» TASK PROMPT
Please copy out all the data. Every detail stays the same.

*** EXTRACTED RECORDS ***

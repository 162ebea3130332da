pub mod global_state;
pub mod user_state;

pub use global_state::*;
pub use user_state::*;
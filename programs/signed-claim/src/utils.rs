use crate::constants::SECONDS_PER_DAY;

/// Day index used for all daily bookkeeping: floor(unix_seconds / 86400).
pub fn day_index(unix_timestamp: i64) -> i64 {
    unix_timestamp.div_euclid(SECONDS_PER_DAY)
}

/// Resets a per-day counter once the stored day is behind `today`.
///
/// Returns `(stored_day, stored_counter)` untouched while still on the same
/// day, otherwise `(today, 0)`. Must be applied before any limit check that
/// reads the counter.
pub fn rollover<T: Default>(today: i64, stored_day: i64, stored_counter: T) -> (i64, T) {
    if today > stored_day {
        (today, T::default())
    } else {
        (stored_day, stored_counter)
    }
}

/// Maps the "0 means no cap" convention of admin updates onto an optional limit.
pub fn limit_from_update<T: Default + PartialEq>(value: T) -> Option<T> {
    if value == T::default() {
        None
    } else {
        Some(value)
    }
}

/// Lamports that can leave the vault without dropping it below `reserve`.
pub fn withdrawable_excess(vault_lamports: u64, reserve: u64) -> u64 {
    vault_lamports.saturating_sub(reserve)
}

***

» RESPONSE FOR THIS EXERCISE
repository 162ebea3130332da
pub mod global_state;
pub mod user_state;

pub use global_state::*;
pub use user_state::*;
filename programs/signed-claim/src/utils.rs
use crate::constants::SECONDS_PER_DAY;

/// Day index used for all daily bookkeeping: floor(unix_seconds / 86400).
pub fn day_index(unix_timestamp: i64) -> i64 {
    unix_timestamp.div_euclid(SECONDS_PER_DAY)
}

/// Resets a per-day counter once the stored day is behind `today`.
///
/// Returns `(stored_day, stored_counter)` untouched while still on the same
/// day, otherwise `(today, 0)`. Must be applied before any limit check that
/// reads the counter.
pub fn rollover<T: Default>(today: i64, stored_day: i64, stored_counter: T) -> (i64, T) {
    if today > stored_day {
        (today, T::default())
    } else {
        (stored_day, stored_counter)
    }
}

/// Maps the "0 means no cap" convention of admin updates onto an optional limit.
pub fn limit_from_update<T: Default + PartialEq>(value: T) -> Option<T> {
    if value == T::default() {
        None
    } else {
        Some(value)
    }
}

/// Lamports that can leave the vault without dropping it below `reserve`.
pub fn withdrawable_excess(vault_lamports: u64, reserve: u64) -> u64 {
    vault_lamports.saturating_sub(reserve)
}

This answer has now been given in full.